(What this task involves): Every line of the material below in which "TransactionId" shows up is to be located and copied.

(Source data):
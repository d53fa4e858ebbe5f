use crate::domain::membership::{MembershipId, MembershipRequest};
use crate::domain::ports::{MembershipStore, TransactionStore, UnitOfWork, UnitOfWorkFactory};
use crate::domain::transaction::{Transaction, TransactionId, TransactionStatus};
use crate::error::{PaymentError, Result};
use async_trait::async_trait;
use std::collections::HashMap;
use std::sync::Arc;
use tokio::sync::RwLock;

#[derive(Default)]
struct State {
    memberships: HashMap<MembershipId, MembershipRequest>,
    transactions: HashMap<TransactionId, Transaction>,
}

impl State {
    fn canonical(&self, membership: MembershipId) -> Option<&Transaction> {
        self.transactions
            .values()
            .filter(|tx| tx.membership == membership && tx.status != TransactionStatus::Failed)
            .max_by_key(|tx| tx.created_at)
    }

    fn check_transition(&self, staged: &Transaction) -> Result<()> {
        match self.transactions.get(&staged.id) {
            Some(stored) if stored.status.is_terminal() && stored.status != staged.status => {
                Err(PaymentError::Conflict(format!(
                    "Transaction {} is already {:?}",
                    stored.id, stored.status
                )))
            }
            _ => Ok(()),
        }
    }
}

/// A thread-safe in-memory store for memberships and transactions.
///
/// Both tables sit behind one `RwLock`, so a unit of work commits all of its
/// writes under a single write guard. Ideal for testing or local runs where
/// persistence is not required.
#[derive(Default, Clone)]
pub struct InMemoryStore {
    state: Arc<RwLock<State>>,
}

impl InMemoryStore {
    /// Creates a new, empty in-memory store.
    pub fn new() -> Self {
        Self::default()
    }
}

#[async_trait]
impl MembershipStore for InMemoryStore {
    async fn store(&self, membership: MembershipRequest) -> Result<()> {
        let mut state = self.state.write().await;
        state.memberships.insert(membership.id, membership);
        Ok(())
    }

    async fn get(&self, id: MembershipId) -> Result<Option<MembershipRequest>> {
        let state = self.state.read().await;
        Ok(state.memberships.get(&id).cloned())
    }

    async fn get_all(&self) -> Result<Vec<MembershipRequest>> {
        let state = self.state.read().await;
        let mut all: Vec<_> = state.memberships.values().cloned().collect();
        all.sort_by_key(|m| m.id);
        Ok(all)
    }
}

#[async_trait]
impl TransactionStore for InMemoryStore {
    async fn store(&self, tx: Transaction) -> Result<()> {
        let mut state = self.state.write().await;
        state.transactions.insert(tx.id, tx);
        Ok(())
    }

    async fn get(&self, id: TransactionId) -> Result<Option<Transaction>> {
        let state = self.state.read().await;
        Ok(state.transactions.get(&id).cloned())
    }

    async fn find_by_membership(&self, membership: MembershipId) -> Result<Option<Transaction>> {
        let state = self.state.read().await;
        Ok(state.canonical(membership).cloned())
    }

    async fn find_or_create_pending(&self, candidate: Transaction) -> Result<Transaction> {
        let mut state = self.state.write().await;
        if let Some(existing) = state.canonical(candidate.membership) {
            return Ok(existing.clone());
        }
        state.transactions.insert(candidate.id, candidate.clone());
        Ok(candidate)
    }

    async fn update_pending(&self, tx: Transaction) -> Result<Transaction> {
        let mut state = self.state.write().await;
        let stored = state
            .transactions
            .get(&tx.id)
            .ok_or_else(|| PaymentError::NotFound(format!("transaction {}", tx.id)))?;
        if stored.status != TransactionStatus::Pending {
            return Ok(stored.clone());
        }
        state.transactions.insert(tx.id, tx.clone());
        Ok(tx)
    }

    async fn get_all(&self) -> Result<Vec<Transaction>> {
        let state = self.state.read().await;
        let mut all: Vec<_> = state.transactions.values().cloned().collect();
        all.sort_by_key(|tx| (tx.membership, tx.created_at));
        Ok(all)
    }
}

/// Buffers writes until `commit` applies them under one write guard.
pub struct InMemoryUnit {
    state: Arc<RwLock<State>>,
    transactions: Vec<Transaction>,
    memberships: Vec<MembershipRequest>,
}

#[async_trait]
impl UnitOfWork for InMemoryUnit {
    async fn membership(&mut self, id: MembershipId) -> Result<Option<MembershipRequest>> {
        let state = self.state.read().await;
        Ok(state.memberships.get(&id).cloned())
    }

    fn stage_transaction(&mut self, tx: Transaction) {
        self.transactions.push(tx);
    }

    fn stage_membership(&mut self, membership: MembershipRequest) {
        self.memberships.push(membership);
    }

    async fn commit(self: Box<Self>) -> Result<()> {
        let InMemoryUnit {
            state,
            transactions,
            memberships,
        } = *self;
        let mut state = state.write().await;
        for tx in &transactions {
            state.check_transition(tx)?;
        }
        for tx in transactions {
            state.transactions.insert(tx.id, tx);
        }
        for membership in memberships {
            state.memberships.insert(membership.id, membership);
        }
        Ok(())
    }

    async fn rollback(self: Box<Self>) -> Result<()> {
        Ok(())
    }
}

#[async_trait]
impl UnitOfWorkFactory for InMemoryStore {
    async fn begin(&self) -> Result<Box<dyn UnitOfWork>> {
        Ok(Box::new(InMemoryUnit {
            state: self.state.clone(),
            transactions: Vec::new(),
            memberships: Vec::new(),
        }))
    }
}

#[cfg(test)]
mod tests {
    use super::*;
    use crate::domain::membership::UserId;
    use crate::domain::money::Amount;
    use rust_decimal_macros::dec;

    fn membership(id: u64) -> MembershipRequest {
        MembershipRequest::new(MembershipId(id), UserId(7), Amount::new(dec!(500000)).unwrap())
    }

    fn pending(membership: u64) -> Transaction {
        Transaction::pending(UserId(7), MembershipId(membership), Amount::new(dec!(500000)).unwrap())
    }

    #[tokio::test]
    async fn test_in_memory_membership_store() {
        let store = InMemoryStore::new();
        let m = membership(1);

        MembershipStore::store(&store, m.clone()).await.unwrap();
        let retrieved = MembershipStore::get(&store, MembershipId(1)).await.unwrap().unwrap();
        assert_eq!(retrieved, m);

        assert!(MembershipStore::get(&store, MembershipId(2)).await.unwrap().is_none());
    }

    #[tokio::test]
    async fn test_find_or_create_reuses_pending() {
        let store = InMemoryStore::new();
        let first = store.find_or_create_pending(pending(1)).await.unwrap();
        let second = store.find_or_create_pending(pending(1)).await.unwrap();

        assert_eq!(first.id, second.id);
        assert_eq!(TransactionStore::get_all(&store).await.unwrap().len(), 1);
    }

    #[tokio::test]
    async fn test_find_or_create_skips_failed() {
        let store = InMemoryStore::new();
        let mut failed = store.find_or_create_pending(pending(1)).await.unwrap();
        failed.mark_failed().unwrap();
        TransactionStore::store(&store, failed.clone()).await.unwrap();

        let fresh = store.find_or_create_pending(pending(1)).await.unwrap();
        assert_ne!(fresh.id, failed.id);
        assert_eq!(fresh.status, TransactionStatus::Pending);
        assert_eq!(store.find_by_membership(MembershipId(1)).await.unwrap().unwrap().id, fresh.id);
    }

    #[tokio::test]
    async fn test_unit_of_work_commit_and_rollback() {
        let store = InMemoryStore::new();
        let mut m = membership(1);
        m.approve().unwrap();
        MembershipStore::store(&store, m.clone()).await.unwrap();
        let tx = store.find_or_create_pending(pending(1)).await.unwrap();

        let mut paid = m.clone();
        paid.mark_paid().unwrap();
        let mut settled = tx.clone();
        settled.mark_success().unwrap();

        let mut unit = store.begin().await.unwrap();
        unit.stage_membership(paid.clone());
        unit.stage_transaction(settled.clone());
        unit.rollback().await.unwrap();
        assert_eq!(MembershipStore::get(&store, m.id).await.unwrap().unwrap(), m);
        assert_eq!(TransactionStore::get(&store, tx.id).await.unwrap().unwrap(), tx);

        let mut unit = store.begin().await.unwrap();
        unit.stage_membership(paid.clone());
        unit.stage_transaction(settled.clone());
        unit.commit().await.unwrap();
        assert_eq!(MembershipStore::get(&store, m.id).await.unwrap().unwrap(), paid);
        assert_eq!(TransactionStore::get(&store, tx.id).await.unwrap().unwrap(), settled);
    }

    #[tokio::test]
    async fn test_update_pending_keeps_settled_row() {
        let store = InMemoryStore::new();
        let tx = store.find_or_create_pending(pending(1)).await.unwrap();
        let mut settled = tx.clone();
        settled.mark_success().unwrap();
        TransactionStore::store(&store, settled.clone()).await.unwrap();

        let mut stale = tx.clone();
        stale.assign_gateway_id("late".to_string()).unwrap();
        let stored = store.update_pending(stale).await.unwrap();

        assert_eq!(stored, settled);
        assert_eq!(TransactionStore::get(&store, tx.id).await.unwrap().unwrap(), settled);
    }

    #[tokio::test]
    async fn test_update_pending_writes_pending_row() {
        let store = InMemoryStore::new();
        let mut tx = store.find_or_create_pending(pending(1)).await.unwrap();
        tx.assign_gateway_id("abc".to_string()).unwrap();

        let stored = store.update_pending(tx.clone()).await.unwrap();
        assert_eq!(stored.gateway_transaction_id.as_deref(), Some("abc"));
        assert!(matches!(
            store.update_pending(pending(2)).await,
            Err(PaymentError::NotFound(_))
        ));
    }

    #[tokio::test]
    async fn test_commit_refuses_to_reopen_failed_transaction() {
        let store = InMemoryStore::new();
        let mut m = membership(1);
        m.approve().unwrap();
        MembershipStore::store(&store, m.clone()).await.unwrap();
        let tx = store.find_or_create_pending(pending(1)).await.unwrap();

        let mut failed = tx.clone();
        failed.mark_failed().unwrap();
        TransactionStore::store(&store, failed.clone()).await.unwrap();

        let mut settled = tx.clone();
        settled.mark_success().unwrap();
        let mut paid = m.clone();
        paid.mark_paid().unwrap();

        let mut unit = store.begin().await.unwrap();
        unit.stage_transaction(settled);
        unit.stage_membership(paid);
        assert!(matches!(unit.commit().await, Err(PaymentError::Conflict(_))));

        assert_eq!(TransactionStore::get(&store, tx.id).await.unwrap().unwrap(), failed);
        assert_eq!(MembershipStore::get(&store, m.id).await.unwrap().unwrap(), m);
    }
}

(Solution to the exercise):
use crate::domain::transaction::{Transaction, TransactionId, TransactionStatus};
    transactions: HashMap<TransactionId, Transaction>,
    async fn get(&self, id: TransactionId) -> Result<Option<Transaction>> {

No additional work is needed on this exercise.